The analysis comes as the MP for Walthamstow Stella Creasy, who led the parliamentary efforts to secure a cap on the costs of payday lending, hosts a debate in Parliament  where she will call for the 100% cap on payday lenders  to be extended to cover credit cards.
Get Briefed, Get Weekly Intelligence Reports - Essential Weekend Reading - Safe Subscribe
A survey by the insolvency and restructuring trade body R3  finds that:
- Four in ten British adults (41%) are worried about their levels of debt
- Of those worried about their levels of debt, half (50%) are worried about credit card debt
- 40% of adults say they often or sometimes struggle to make it to payday
- Of those, nearly a third (31%) do so because of having to make credit card repayments
And from the FCA’s recent survey of financial consumers , NEF finds that:
- Only four in ten (41%) of those with outstanding credit card debt at the end of the month are deemed financially resilient by the FCA. The rest are either ‘surviving’ (36%) or ‘in difficulty’ (23%)
- More than half (52%) of those with credit cards are ‘potentially vulnerable’, meaning they have few resources to fall back on if faced with a health problem or job loss
- 28% of those with credit cards don’t know what APR (annual percentage rate) they’re being charged
- The main reason people gave for taking out a loan on a credit card was because of a balance transfer offer, hinting at the long-term nature of much of this type of credit
NEF and the Centre for Responsible Credit’s  own modelling  shows that someone who borrowed £1,000 from an Aqua credit card with a monthly interest rate of 3.992% and making minimum monthly payments will have paid:
- £480.57 interest by 12 months
- £687.64 interest by 18 months
- £882.59 interest by 24 months
- £1006.17 interest by 28 months
- £1238.93 interest by 36 months
Given the large and increasing number of people in persistent credit card debt , this modelling suggests more and more British consumers are paying more for their credit card debt than the 100% cap on so-called ‘high-cost credit’ like payday loans.

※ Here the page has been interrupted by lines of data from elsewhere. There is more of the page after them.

//! Job boundary detection.
//!
//! A job's activity window is bracketed by two records in the log: planning
//! starting on the job's foreman thread, and the query-lifecycle completion
//! entry carrying the job's id. [`JobWindow`] is a three-phase state machine
//! that latches each boundary exactly once; once ended it never regresses,
//! and the analysis loop stops consuming the stream.

use chrono::NaiveDateTime;
use log::debug;

use crate::record::LogRecord;

/// Logger that emits one summary record per completed query, carrying the
/// `queryId` and `queryText` fields.
pub const QUERY_LOGGER: &str = "query.logger";

/// Substring identifying the per-job planning/coordination thread.
const PLANNING_THREAD_MARKER: &str = "foreman";

/// Where the analysis currently stands relative to the job's log window.
#[derive(Debug, Clone, Copy, PartialEq, Eq)]
pub enum Phase {
    /// Start record not seen yet.
    SeekingStart,
    /// Start seen, end not seen: records may belong to the job.
    InJob,
    /// End record seen; terminal.
    Ended,
}

/// Mutable state for one analysis run: the job being searched for and the
/// boundaries found so far.
#[derive(Debug)]
pub struct JobWindow {
    job_id: String,
    phase: Phase,
    start_ts: Option<NaiveDateTime>,
    sql: Option<String>,
}

impl JobWindow {
    pub fn new(job_id: impl Into<String>) -> Self {
        Self {
            job_id: job_id.into(),
            phase: Phase::SeekingStart,
            start_ts: None,
            sql: None,
        }
    }

    pub fn job_id(&self) -> &str {
        &self.job_id
    }

    pub fn phase(&self) -> Phase {
        self.phase
    }

    /// Timestamp of the job-start record, once seen.
    pub fn start_ts(&self) -> Option<NaiveDateTime> {
        self.start_ts
    }

    /// SQL text extracted from the job-end record, once seen.
    pub fn sql(&self) -> Option<&str> {
        self.sql.as_deref()
    }

    /// Milliseconds between `ts` and the job's start record.
    ///
    /// Only meaningful after the start boundary has been seen; callers gate
    /// on [`Phase::InJob`] via attribution before computing offsets.
    pub fn offset_ms(&self, ts: NaiveDateTime) -> i64 {
        match self.start_ts {
            Some(start) => ts.signed_duration_since(start).num_milliseconds(),
            None => 0,
        }
    }

    /// Check a record for the job-start boundary: the first record whose
    /// thread names both the job id and the planning marker. Later matches
    /// are ignored; the first one fixes the job's zero-point.
    pub fn observe_start(&mut self, record: &LogRecord) {
        if self.phase != Phase::SeekingStart {
            return;
        }
        if record.thread.contains(&self.job_id) && record.thread.contains(PLANNING_THREAD_MARKER) {
            debug!(
                "job {} started at {} on thread {}",
                self.job_id, record.ts, record.thread
            );
            self.start_ts = Some(record.ts);
            self.phase = Phase::InJob;
        }
    }

    /// Check a record for the job-end boundary: the query-lifecycle record
    /// whose `queryId` matches the job. Captures the job's SQL text.
    ///
    /// Returns `true` when this record closed the window.
    pub fn observe_end(&mut self, record: &LogRecord) -> bool {
        if self.phase != Phase::InJob {
            return false;
        }
        if record.logger == QUERY_LOGGER
            && record.query_id.as_deref() == Some(self.job_id.as_str())
        {
            debug!("job {} ended at {}", self.job_id, record.ts);
            self.sql = record.query_text.clone();
            self.phase = Phase::Ended;
            return true;
        }
        false
    }
}

#[cfg(test)]
mod tests {
    use super::*;
    use crate::record::decode_line;

    fn record(ts: &str, thread: &str, logger: &str) -> LogRecord {
        decode_line(&format!(
            r#"{{"timestamp":"{ts}","thread":"{thread}","logger":"{logger}","message":"m"}}"#
        ))
        .unwrap()
    }

    fn end_record(ts: &str, query_id: &str, sql: &str) -> LogRecord {
        decode_line(&format!(
            r#"{{"timestamp":"{ts}","thread":"out-of-band","logger":"query.logger","message":"done","queryId":"{query_id}","queryText":"{sql}"}}"#
        ))
        .unwrap()
    }

    #[test]
    fn test_start_requires_both_job_id_and_planning_marker() {
        let mut window = JobWindow::new("1a2b3c");

        window.observe_start(&record("2024-05-03 10:00:00,000", "1a2b3c:frag:0:0", "l"));
        assert_eq!(window.phase(), Phase::SeekingStart);

        window.observe_start(&record("2024-05-03 10:00:00,100", "1a2b3c:foreman", "l"));
        assert_eq!(window.phase(), Phase::InJob);
        assert!(window.start_ts().is_some());
    }

    #[test]
    fn test_first_start_record_wins() {
        let mut window = JobWindow::new("1a2b3c");
        window.observe_start(&record("2024-05-03 10:00:00,000", "1a2b3c:foreman", "l"));
        let first = window.start_ts().unwrap();

        window.observe_start(&record("2024-05-03 10:00:05,000", "1a2b3c:foreman", "l"));
        assert_eq!(window.start_ts().unwrap(), first);
    }

    #[test]
    fn test_end_requires_matching_query_id() {
        let mut window = JobWindow::new("1a2b3c");
        window.observe_start(&record("2024-05-03 10:00:00,000", "1a2b3c:foreman", "l"));

        assert!(!window.observe_end(&end_record("2024-05-03 10:00:01,000", "other", "SELECT 2")));
        assert_eq!(window.phase(), Phase::InJob);

        assert!(window.observe_end(&end_record("2024-05-03 10:00:02,000", "1a2b3c", "SELECT 1")));
        assert_eq!(window.phase(), Phase::Ended);
        assert_eq!(window.sql(), Some("SELECT 1"));
    }

    #[test]
    fn test_end_ignored_before_start() {
        let mut window = JobWindow::new("1a2b3c");
        assert!(!window.observe_end(&end_record("2024-05-03 10:00:00,000", "1a2b3c", "SELECT 1")));
        assert_eq!(window.phase(), Phase::SeekingStart);
        assert!(window.sql().is_none());
    }

    #[test]
    fn test_no_regression_after_end() {
        let mut window = JobWindow::new("1a2b3c");
        window.observe_start(&record("2024-05-03 10:00:00,000", "1a2b3c:foreman", "l"));
        window.observe_end(&end_record("2024-05-03 10:00:01,000", "1a2b3c", "SELECT 1"));

        assert!(!window.observe_end(&end_record("2024-05-03 10:00:02,000", "1a2b3c", "SELECT 9")));
        assert_eq!(window.sql(), Some("SELECT 1"));
        assert_eq!(window.phase(), Phase::Ended);
    }

    #[test]
    fn test_offset_ms() {
        let mut window = JobWindow::new("1a2b3c");
        window.observe_start(&record("2024-05-03 10:00:00,250", "1a2b3c:foreman", "l"));

        let later = record("2024-05-03 10:00:01,750", "t", "l");
        assert_eq!(window.offset_ms(later.ts), 1500);

        // Records timestamped before the start produce negative offsets
        let earlier = record("2024-05-03 09:59:59,250", "t", "l");
        assert_eq!(window.offset_ms(earlier.ts), -1000);
    }
}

Stella Creasy, MP for Walthamstow, said:
“Millions of people are ‘zombie debtors’ – paying the interest but not the capital off on their credit cards – and two million more are in arrears. With the FCA data itself showing five million of us will take 10 years or more to clear our credit cards, there is a simple principle at stake – why do we cap payday loans to disrupt these spirals of debt but leave millions facing exactly the same problems of being stuck in a debt trap with credit cards?

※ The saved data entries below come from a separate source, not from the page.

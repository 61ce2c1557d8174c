//! Error types for toolgate

use thiserror::Error;

/// Result type alias for toolgate operations
pub type Result<T> = std::result::Result<T, Error>;

/// Errors that can occur in toolgate
#[derive(Error, Debug)]
pub enum Error {
    /// Missing secret, client key file or malformed config. Never retried.
    #[error("Configuration error: {0}")]
    Config(String),

    /// The credential does not carry a scope the operation needs.
    #[error("Authorization error: {0}")]
    Authorization(String),

    /// The provider refused the bearer token itself (HTTP 401).
    #[error("Authorization error: credential rejected: {0}")]
    CredentialRejected(String),

    #[error("Not found: {0}")]
    NotFound(String),

    /// Provider-side failure, reported with whatever detail the provider gave.
    #[error("Remote error ({status}): {detail}")]
    Remote { status: u16, detail: String },

    /// Malformed tool arguments, rejected before any network call.
    #[error("Validation error: {0}")]
    Validation(String),

    #[error("Timed out: {0}")]
    Timeout(String),

    #[error("Corrupt credential record at {path}: {reason}")]
    CorruptRecord { path: String, reason: String },

    #[error("OAuth error: {0}")]
    OAuth(String),

    #[error("IO error: {0}")]
    Io(#[from] std::io::Error),

    #[error("JSON error: {0}")]
    Json(#[from] serde_json::Error),

    #[error("HTTP error: {0}")]
    Http(reqwest::Error),

    #[error("{0}")]
    Other(String),
}

impl Error {
    /// Stable taxonomy name, used as `error_kind` in tool results.
    pub fn kind(&self) -> &'static str {
        match self {
            Error::Config(_) => "configuration_error",
            Error::Authorization(_) | Error::CredentialRejected(_) | Error::OAuth(_) => "authorization_error",
            Error::NotFound(_) => "not_found",
            Error::Validation(_) => "validation_error",
            Error::Timeout(_) => "timeout",
            Error::CorruptRecord { .. } => "corrupt_record",
            Error::Remote { .. } | Error::Http(_) => "remote_error",
            Error::Io(_) | Error::Json(_) | Error::Other(_) => "internal_error",
        }
    }
}

impl From<reqwest::Error> for Error {
    fn from(err: reqwest::Error) -> Self {
        if err.is_timeout() {
            let target = err
                .url()
                .map(|u| u.to_string())
                .unwrap_or_else(|| "request".to_string());
            Error::Timeout(target)
        } else {
            Error::Http(err)
        }
    }
}

impl From<anyhow::Error> for Error {
    fn from(err: anyhow::Error) -> Self {
        Error::Other(err.to_string())
    }
}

“If the FCA is timid on this, then the Government should act and bring in legislation to require them to cap credit cards too and protect millions of consumers. We took too long to act as a country on the damage the likes of Wonga were doing. We must not make the same mistake. ”
Andrew Pendleton, policy director at the New Economics Foundation, said:
“‘Far too many are living under the long, dark shadow of loans they took out and can simply never pay off. This is because the charges they end up paying often amount to more than twice the original amount borrowed.

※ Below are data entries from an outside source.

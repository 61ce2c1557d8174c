//! Summary statistics tool

use async_trait::async_trait;
use serde::Serialize;
use serde_json::Value;
use crate::Result;
use super::{ParamKind, ParamSpec, Tool, ToolArgs};

#[derive(Debug, Clone, PartialEq, Serialize)]
pub struct WordReduction {
    pub original_word_count: usize,
    pub new_word_count: usize,
    /// Percentage, rounded to two decimal places; negative when the summary is longer
    pub percentage_reduction: f64,
}

/// Word counts split on whitespace, and how much shorter the summary is
pub fn compute_word_reduction(original: &str, summarized: &str) -> WordReduction {
    let original_word_count = original.split_whitespace().count();
    let new_word_count = summarized.split_whitespace().count();

    let percentage_reduction = if original_word_count == 0 {
        0.0
    } else {
        let raw = (original_word_count as f64 - new_word_count as f64) / original_word_count as f64 * 100.0;
        (raw * 100.0).round() / 100.0
    };

    WordReduction { original_word_count, new_word_count, percentage_reduction }
}

pub struct WordReductionTool;

#[async_trait]
impl Tool for WordReductionTool {
    fn name(&self) -> &str { "compute_word_reduction" }
    fn description(&self) -> &str {
        "Compute word counts of the original and summarized text and the percentage reduction"
    }

    fn parameters(&self) -> Vec<ParamSpec> {
        vec![
            ParamSpec::required("original_text", ParamKind::String, "The full original input text"),
            ParamSpec::required("summarized_text", ParamKind::String, "The summarized version of the text"),
        ]
    }

    async fn execute(&self, args: ToolArgs) -> Result<Value> {
        let stats = compute_word_reduction(args.str("original_text")?, args.str("summarized_text")?);
        Ok(serde_json::to_value(stats)?)
    }
}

“It’s immoral and unfair for lenders to be able to charge so much for credit. It’s bad for people but also bad for the economy as money ends up in the coffers of greedy finance companies rather than being spent by families on essentials. Just as pernicious payday lenders were stopped from charging so much, so other lenders should have their charges capped.”
The New Economics Foundation and the Centre for Responsible Credit have joined forces with Jubilee Debt Campaign, Toynbee Hall and Debt Resistance UK to address the build-up of unpayable household debt in the UK economy. Combining research, advocacy and grassroots organising, the coalition is calling for a 100% cap to be introduced on the total cost of any credit card debt.